Record excerpts START

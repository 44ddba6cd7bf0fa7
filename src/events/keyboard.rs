use super::SharedLatch;
use crate::dom;
use crate::input::{keeps_native_keys, scroll_key};
use wasm_bindgen::JsCast;
use web_sys as web;

fn focus_keeps_native_keys(ev: &web::KeyboardEvent) -> bool {
    ev.target()
        .and_then(|t| t.dyn_into::<web::HtmlElement>().ok())
        .map(|el| keeps_native_keys(&el.tag_name(), el.is_content_editable()))
        .unwrap_or(false)
}

/// Arrow/page/space/home/end keys drive the smoothed scroll instead of the native one.
pub fn wire_scroll_keys(window: &web::Window, latch: SharedLatch) {
    dom::add_event_listener(window, "keydown", move |ev: web::Event| {
        let Some(ev) = ev.dyn_ref::<web::KeyboardEvent>() else {
            return;
        };
        if ev.ctrl_key() || ev.meta_key() || ev.alt_key() || focus_keeps_native_keys(ev) {
            return;
        }
        if let Some(key) = scroll_key(&ev.key(), ev.shift_key()) {
            ev.prevent_default();
            latch.borrow_mut().key(key);
        }
    });
}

Record excerpts END

In this exercise, reproduce each line above exactly.

• **Expected output**
repository 44ddba6cd7bf0fa7
filename src/events/keyboard.rs
use super::SharedLatch;
use crate::dom;
use crate::input::{keeps_native_keys, scroll_key};
use wasm_bindgen::JsCast;
use web_sys as web;

fn focus_keeps_native_keys(ev: &web::KeyboardEvent) -> bool {
    ev.target()
        .and_then(|t| t.dyn_into::<web::HtmlElement>().ok())
        .map(|el| keeps_native_keys(&el.tag_name(), el.is_content_editable()))
        .unwrap_or(false)
}

/// Arrow/page/space/home/end keys drive the smoothed scroll instead of the native one.
pub fn wire_scroll_keys(window: &web::Window, latch: SharedLatch) {
    dom::add_event_listener(window, "keydown", move |ev: web::Event| {
        let Some(ev) = ev.dyn_ref::<web::KeyboardEvent>() else {
            return;
        };
        if ev.ctrl_key() || ev.meta_key() || ev.alt_key() || focus_keeps_native_keys(ev) {
            return;
        }
        if let Some(key) = scroll_key(&ev.key(), ev.shift_key()) {
            ev.prevent_default();
            latch.borrow_mut().key(key);
        }
    });
}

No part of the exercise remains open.